*DESCRIPTION OF THE TASK*: Beginning at the line that includes "for (category, items)" in the entries below, print each line exactly as it appears, through the last one.

*DATA PROVIDED*:
########################################
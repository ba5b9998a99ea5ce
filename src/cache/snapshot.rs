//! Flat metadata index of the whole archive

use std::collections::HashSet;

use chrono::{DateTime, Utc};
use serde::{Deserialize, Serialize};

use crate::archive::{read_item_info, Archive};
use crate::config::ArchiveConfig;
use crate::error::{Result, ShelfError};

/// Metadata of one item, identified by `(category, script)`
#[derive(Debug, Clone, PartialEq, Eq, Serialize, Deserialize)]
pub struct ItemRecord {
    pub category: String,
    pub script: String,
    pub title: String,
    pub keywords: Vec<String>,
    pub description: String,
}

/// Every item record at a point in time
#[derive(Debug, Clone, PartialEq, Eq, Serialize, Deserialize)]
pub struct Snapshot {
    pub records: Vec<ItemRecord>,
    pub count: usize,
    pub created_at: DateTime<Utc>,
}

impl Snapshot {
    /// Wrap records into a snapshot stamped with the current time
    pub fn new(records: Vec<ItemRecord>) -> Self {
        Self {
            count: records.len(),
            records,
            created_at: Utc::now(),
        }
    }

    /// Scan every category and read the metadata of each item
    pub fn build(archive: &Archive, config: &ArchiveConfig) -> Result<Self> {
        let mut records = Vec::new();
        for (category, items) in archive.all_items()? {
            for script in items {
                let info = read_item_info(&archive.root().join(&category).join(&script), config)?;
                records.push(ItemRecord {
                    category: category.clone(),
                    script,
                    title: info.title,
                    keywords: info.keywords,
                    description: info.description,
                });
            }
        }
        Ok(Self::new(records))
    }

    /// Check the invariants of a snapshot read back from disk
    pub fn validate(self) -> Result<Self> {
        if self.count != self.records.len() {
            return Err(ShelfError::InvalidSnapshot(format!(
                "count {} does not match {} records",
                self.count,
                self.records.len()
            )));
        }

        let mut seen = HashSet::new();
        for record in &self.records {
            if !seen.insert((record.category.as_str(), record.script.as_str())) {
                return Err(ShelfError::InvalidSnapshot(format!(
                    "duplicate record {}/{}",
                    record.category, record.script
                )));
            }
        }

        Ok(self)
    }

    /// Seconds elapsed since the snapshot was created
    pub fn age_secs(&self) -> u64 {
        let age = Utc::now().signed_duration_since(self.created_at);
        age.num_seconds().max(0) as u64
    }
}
########################################
*RESULT FOR THIS EXERCISE*:
        for (category, items) in archive.all_items()? {
            for script in items {
                let info = read_item_info(&archive.root().join(&category).join(&script), config)?;
                records.push(ItemRecord {
                    category: category.clone(),
                    script,
                    title: info.title,
                    keywords: info.keywords,
                    description: info.description,
                });
            }
        }
        Ok(Self::new(records))
    }

    /// Check the invariants of a snapshot read back from disk
    pub fn validate(self) -> Result<Self> {
        if self.count != self.records.len() {
            return Err(ShelfError::InvalidSnapshot(format!(
                "count {} does not match {} records",
                self.count,
                self.records.len()
            )));
        }

        let mut seen = HashSet::new();
        for record in &self.records {
            if !seen.insert((record.category.as_str(), record.script.as_str())) {
                return Err(ShelfError::InvalidSnapshot(format!(
                    "duplicate record {}/{}",
                    record.category, record.script
                )));
            }
        }

        Ok(self)
    }

    /// Seconds elapsed since the snapshot was created
    pub fn age_secs(&self) -> u64 {
        let age = Utc::now().signed_duration_since(self.created_at);
        age.num_seconds().max(0) as u64
    }
}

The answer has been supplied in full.